Records from a dataset:

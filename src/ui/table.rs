use tabled::{settings::Style, Table, Tabled};

#[derive(Tabled)]
pub struct TableRow {
    #[tabled(rename = "Metric")]
    pub metric: String,
    #[tabled(rename = "Value")]
    pub value: String,
}

/// One persisted or desired source, as listed by `datagraph sources`
#[derive(Tabled)]
pub struct SourceRow {
    #[tabled(rename = "Id")]
    pub id: String,
    #[tabled(rename = "Name")]
    pub name: String,
    #[tabled(rename = "Type")]
    pub connection_type: String,
    #[tabled(rename = "Translator")]
    pub translator: String,
    #[tabled(rename = "Origin")]
    pub origin: String,
    #[tabled(rename = "State")]
    pub state: String,
}

#[derive(Default)]
pub struct TableBuilder {
    rows: Vec<TableRow>,
}

impl TableBuilder {
    pub fn new() -> Self {
        Self::default()
    }

    pub fn add_row(&mut self, label: &str, value: &str) {
        self.rows.push(TableRow {
            metric: label.to_string(),
            value: value.to_string(),
        });
    }

    pub fn build(&self) -> String {
        if self.rows.is_empty() {
            return String::new();
        }
        Table::new(&self.rows).with(Style::rounded()).to_string()
    }
}

pub fn stats_table(stats: &[(&str, &str)]) -> String {
    let mut builder = TableBuilder::new();
    for (label, value) in stats {
        builder.add_row(label, value);
    }
    builder.build()
}

pub fn sources_table(rows: &[SourceRow]) -> String {
    if rows.is_empty() {
        return String::new();
    }
    Table::new(rows).with(Style::rounded()).to_string()
}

Work instruction:
Every line that contains the string "TableRow" should be copied from the records.

Answer below:
pub struct TableRow {
    rows: Vec<TableRow>,
        self.rows.push(TableRow {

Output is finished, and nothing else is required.